View Rule

Statement of Need: The Health Insurance Portability and Accountability Act of 1996 requires the Secretary of Health and Human Services to adopt security standards that require reasonable and appropriate administrative, technical and physical safeguards to (1) ensure the integrity and confidentiality of health information, (2) protect against any reasonably anticipated threats or hazards to the security or integrity of the information and protect against unauthorized uses or disclosures of the information. This rule stipulates the requirements necessary to comply with the law.

Summary of the Legal Basis: The Administrative Simplification provisions of HIPAA require the Secretary to establish standards for the security of health information use by health plans, health care clearing houses, and certain health care providers.

Alternatives: In the absence of federal regulations, the security of health care information in electronic form would be left to the private sector to develop. It is believed that this course of action would result in an extremely uneven level of protection (ranging from none to excessive) for electronic health information pertaining to individuals and make it difficult, if not impossible, to provide for privacy of this information.

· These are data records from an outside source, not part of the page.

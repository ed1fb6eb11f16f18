//! Stateful selection-reason codec with text interning
//!
//! Wire format for one reason:
//! - Description count (small int)
//! - Per description, in insertion order:
//!   - Cause wire tag (u8)
//!   - Known flag (bool)
//!   - If known: dictionary index (small int)
//!   - Otherwise: text (string), then registered under the next index
//!
//! # Sessions
//!
//! The dictionary lives for one run of same-direction calls. The first call
//! in a new direction clears it, so encode,encode,decode,decode,encode uses
//! three independent dictionaries. A codec must never be driven from two
//! directions at once; use one instance per thread or session.

use std::io::{Read, Write};

use crate::observability::{log_event_at, Event, Logger, Severity};
use crate::selection::{SelectionCause, SelectionDescription, SelectionReason};

use super::dictionary::TextDictionary;
use super::errors::{CodecError, CodecResult};
use super::wire::{WireDecoder, WireEncoder};

/// Direction of the current run
#[derive(Debug, Clone, Copy, PartialEq, Eq)]
pub enum Direction {
    Encode,
    Decode,
}

impl Direction {
    pub fn as_str(&self) -> &'static str {
        match self {
            Direction::Encode => "encode",
            Direction::Decode => "decode",
        }
    }
}

/// Upper bounds applied while decoding
#[derive(Debug, Clone, Copy, PartialEq, Eq)]
pub struct CodecLimits {
    /// Largest description count accepted for one reason
    pub max_descriptions_per_reason: usize,
    /// Largest text length accepted, in bytes
    pub max_text_bytes: usize,
}

impl CodecLimits {
    /// Refuse a text longer than `max_text_bytes`
    pub fn check_text(&self, text: &str) -> CodecResult<()> {
        if text.len() > self.max_text_bytes {
            return Err(CodecError::LimitExceeded {
                what: "text length",
                actual: text.len(),
                limit: self.max_text_bytes,
            });
        }
        Ok(())
    }

    /// Refuse a reason that `decode` under these limits would reject
    pub fn check_reason(&self, reason: &SelectionReason) -> CodecResult<()> {
        if reason.len() > self.max_descriptions_per_reason {
            return Err(CodecError::LimitExceeded {
                what: "description count",
                actual: reason.len(),
                limit: self.max_descriptions_per_reason,
            });
        }
        reason
            .descriptions()
            .iter()
            .try_for_each(|description| self.check_text(description.text()))
    }
}

impl Default for CodecLimits {
    fn default() -> Self {
        Self {
            max_descriptions_per_reason: 64,
            max_text_bytes: 64 * 1024,
        }
    }
}

/// Counters for the current run
#[derive(Debug, Clone, Copy, Default, PartialEq, Eq)]
pub struct CodecStats {
    /// Reasons encoded or decoded
    pub reasons: u64,
    /// Descriptions encoded or decoded
    pub descriptions: u64,
    /// Texts written or read in full
    pub inline_texts: u64,
    /// Texts written or read as dictionary references
    pub dictionary_refs: u64,
    /// Bytes written or read
    pub bytes: u64,
}

/// Encoder/decoder for [`SelectionReason`] values.
///
/// Not thread-safe by contract: the dictionary belongs to one caller-managed
/// session.
#[derive(Debug)]
pub struct ReasonCodec {
    dictionary: TextDictionary,
    direction: Direction,
    limits: CodecLimits,
    stats: CodecStats,
}

impl Default for ReasonCodec {
    fn default() -> Self {
        Self::new()
    }
}

impl ReasonCodec {
    /// Create a codec with default limits
    pub fn new() -> Self {
        Self::with_limits(CodecLimits::default())
    }

    pub fn with_limits(limits: CodecLimits) -> Self {
        Self {
            dictionary: TextDictionary::new(),
            // first encode starts a fresh run
            direction: Direction::Decode,
            limits,
            stats: CodecStats::default(),
        }
    }

    /// Direction of the most recent call
    pub fn direction(&self) -> Direction {
        self.direction
    }

    /// Number of texts registered in the current run
    pub fn dictionary_len(&self) -> usize {
        self.dictionary.len()
    }

    pub fn limits(&self) -> CodecLimits {
        self.limits
    }

    /// Counters for the current run
    pub fn stats(&self) -> CodecStats {
        self.stats
    }

    /// Start a fresh run without changing direction.
    ///
    /// Callers that frame independent streams (one file, one message) call
    /// this at each boundary so every stream is self-contained.
    pub fn reset(&mut self) {
        self.start_run(self.direction);
    }

    fn start_run(&mut self, direction: Direction) {
        if Logger::enabled(Severity::Trace) {
            let dictionary_len = self.dictionary.len().to_string();
            let reasons = self.stats.reasons.to_string();
            log_event_at(
                Severity::Trace,
                Event::CodecSessionReset,
                &[
                    ("direction", direction.as_str()),
                    ("previous_dictionary_len", dictionary_len.as_str()),
                    ("previous_reasons", reasons.as_str()),
                ],
            );
        }
        self.dictionary.clear();
        self.stats = CodecStats::default();
        self.direction = direction;
    }

    fn prepare(&mut self, direction: Direction) {
        if direction != self.direction {
            self.start_run(direction);
        }
    }

    /// Encode `reason` to `writer`.
    ///
    /// # Errors
    ///
    /// - `LimitExceeded` if `reason` would not decode under this codec's
    ///   limits; nothing is written and the run is left as it was
    /// - `Stream` for I/O failures from `writer`, returned unchanged
    pub fn encode<W: Write>(&mut self, writer: &mut W, reason: &SelectionReason) -> CodecResult<()> {
        self.limits.check_reason(reason)?;
        self.prepare(Direction::Encode);

        let mut encoder = WireEncoder::new(writer);
        let descriptions = reason.descriptions();
        encoder.write_len(descriptions.len())?;

        let mut inline_texts = 0;
        for description in descriptions {
            encoder.write_byte(description.cause().wire_tag())?;
            match self.dictionary.index_of(description.text()) {
                Some(index) => {
                    encoder.write_bool(true)?;
                    encoder.write_small_int(index)?;
                }
                None => {
                    encoder.write_bool(false)?;
                    encoder.write_string(description.text())?;
                    self.dictionary.register(description.shared_text().clone());
                    inline_texts += 1;
                }
            }
        }

        self.stats.reasons += 1;
        self.stats.descriptions += descriptions.len() as u64;
        self.stats.inline_texts += inline_texts;
        self.stats.dictionary_refs += descriptions.len() as u64 - inline_texts;
        self.stats.bytes += encoder.bytes_written();
        Ok(())
    }

    /// Decode one reason from `reader`.
    ///
    /// Descriptions come back in encoded order.
    ///
    /// # Errors
    ///
    /// - `MalformedCauseTag` for a tag outside the known set
    /// - `UnknownDictionaryReference` for an index not registered in this run
    /// - `MalformedFrame` for structurally invalid bytes or exceeded limits
    /// - `EmptyReason` for a zero description count
    /// - `Stream` for I/O failures from `reader`
    pub fn decode<R: Read>(&mut self, reader: &mut R) -> CodecResult<SelectionReason> {
        self.prepare(Direction::Decode);

        let mut decoder = WireDecoder::new(reader);
        let count = decoder.read_small_int()? as usize;
        if count == 0 {
            return Err(CodecError::EmptyReason);
        }
        if count > self.limits.max_descriptions_per_reason {
            return Err(CodecError::malformed(format!(
                "description count {} exceeds limit {}",
                count, self.limits.max_descriptions_per_reason
            )));
        }

        let mut descriptions = Vec::with_capacity(count);
        let mut inline_texts = 0;
        for _ in 0..count {
            let tag = decoder.read_byte()?;
            let cause =
                SelectionCause::from_wire_tag(tag).ok_or(CodecError::MalformedCauseTag { tag })?;

            let text = if decoder.read_bool()? {
                let index = decoder.read_small_int()?;
                self.dictionary
                    .text_at(index)
                    .cloned()
                    .ok_or(CodecError::UnknownDictionaryReference {
                        index,
                        known: self.dictionary.len(),
                    })?
            } else {
                let text: std::sync::Arc<str> =
                    decoder.read_string(self.limits.max_text_bytes)?.into();
                self.dictionary.append(text.clone());
                inline_texts += 1;
                text
            };
            descriptions.push(SelectionDescription::with_text(cause, text));
        }

        let reason = SelectionReason::of(descriptions).map_err(|_| CodecError::EmptyReason)?;

        self.stats.reasons += 1;
        self.stats.descriptions += count as u64;
        self.stats.inline_texts += inline_texts;
        self.stats.dictionary_refs += count as u64 - inline_texts;
        self.stats.bytes += decoder.bytes_read();
        Ok(reason)
    }
}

Anticipated Costs and Benefits: As the effect of any one of the HIPAA standards is affected by the implementation of other standards, it is misleading to discuss the impact of one standard by itself. Therefore, an Impact Analysis on the total effect of all the standards was published in the proposed rule concerning the national provider identifier (HCFA-0045-P) which was published on May 7, 1998 (63 FR 25320). Security protection for health care information is not a "stand alone" type requirement. Appropriate security protections will be a business enabler, encouraging the growth and use of electronic data interchange. The synergistic effect of the employment of the recommended security practices, procedures and technologies will enhance all aspects of HIPAA's Administrative Simplification requirements.

Risks: The storage, handling and transmission of health information has long been a paper process. However, the transition from paper to electronic media has begun and is increasing at a rapid pace. This transition has brought on a significantly increased risk to the security and confidentiality of health information, particularly for information pertaining to individuals. This rule formally establishes a baseline set of requirements for security that must be adopted by health care providers, health plans and health care clearinghouses. Compliance with these requirements will greatly decrease risk to the security, integrity and confidentiality of health information.